Caching Elasticsearch Aggregation Results in loklak Server

Post author:Pratyush
Post published:August 3, 2017
Post category:FOSSASIA loklak Tutorial
Post comments:0 Comments

To provide aggregated data for various classifiers, loklak uses Elasticsearch aggregations. Aggregated data speaks a lot more than a few instances from it can say. But performing aggregations on each request can be very resource consuming. So we needed to come up with a way to reduce this load.

In this post, I will be discussing how I came up with a caching model for the aggregated data from the Elasticsearch index.

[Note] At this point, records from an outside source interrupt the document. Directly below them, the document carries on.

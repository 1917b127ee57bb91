//! Garde validation utilities.

use garde::{Report, Validate};

use crate::error::DomainError;

/// Convert garde validation report to DomainError
pub fn validate_struct<T>(value: &T) -> Result<(), DomainError>
where
    T: Validate,
    T::Context: Default,
{
    value
        .validate()
        .map_err(|report| DomainError::ValidationError(format_validation_errors(&report)))
}

/// Format validation errors from garde Report into a human-readable string
fn format_validation_errors(report: &Report) -> String {
    report
        .iter()
        .map(|(path, error)| {
            if path.to_string().is_empty() {
                error.message().to_string()
            } else {
                format!("{}: {}", path, error.message())
            }
        })
        .collect::<Vec<_>>()
        .join(", ")
}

Fields to Consider while Caching

At the classifier endpoint, aggregations can be requested based on the following fields –

Classifier Name
Classifier Classes
Countries
Start Date
End Date

But to cache results, we can ignore cases where we just require a few classes or countries and store aggregations for all of them instead. So the fields that will define the cache to look for will be –

Classifier Name
Start Date
End Date

Type of Cache

The data structure used for caching was Java’s HashMap. It would be used to map a special string key to a special object discussed in a later section.

Key

The key is built using the fields mentioned previously –

private static String getKey(String index, String classifier, String sinceDate, String untilDate) {
    return index + "::::"
        + classifier + "::::"
        + (sinceDate == null ? "" : sinceDate) + "::::"
        + (untilDate == null ? "" : untilDate);
}

[SOURCE]

In this way, we can handle requests where a user makes a request for every class there is without running the expensive aggregation job every time. This is because the key for such requests will be same as we are not considering country and class for this purpose.

Value

The object used as key in the HashMap is a wrapper containing the following –

json – It is a JSONObject containing the actual data.
expiry – It is the expiry of the object in milliseconds.

class JSONObjectWrapper {
    private JSONObject json; 
    private long expiry;
    ... 
}

Timeout

The timeout associated with a cache is defined in the configuration file of the project as “classifierservlet.cache.timeout”. It defaults to 5 minutes and is used to set the eexpiryof a cached JSONObject –

class JSONObjectWrapper {
    ...
    private static long timeout = DAO.getConfig("classifierservlet.cache.timeout", 300000);

    JSONObjectWrapper(JSONObject json) {
        this.json = json;
        this.expiry = System.currentTimeMillis() + timeout;
    }
    ...
}

Cache Hit

For searching in the cache, the previously mentioned string is composed from the parameters requested by the user. Checking for a cache hit can be done in the following manner –

String key = getKey(index, classifier, sinceDate, untilDate);
if (cacheMap.keySet().contains(key)) {
    JSONObjectWrapper jw = cacheMap.get(key);
    if (!jw.isExpired()) {
        // Do something with jw
    }
}
// Calculate the aggregations
...

But since jw here would contain all the data, we would need to filter out the classes and countries which are not needed.

Filtering results

For filtering out the parts which do not contain the information requested by the user, we can perform a simple pass and exclude the results that are not needed.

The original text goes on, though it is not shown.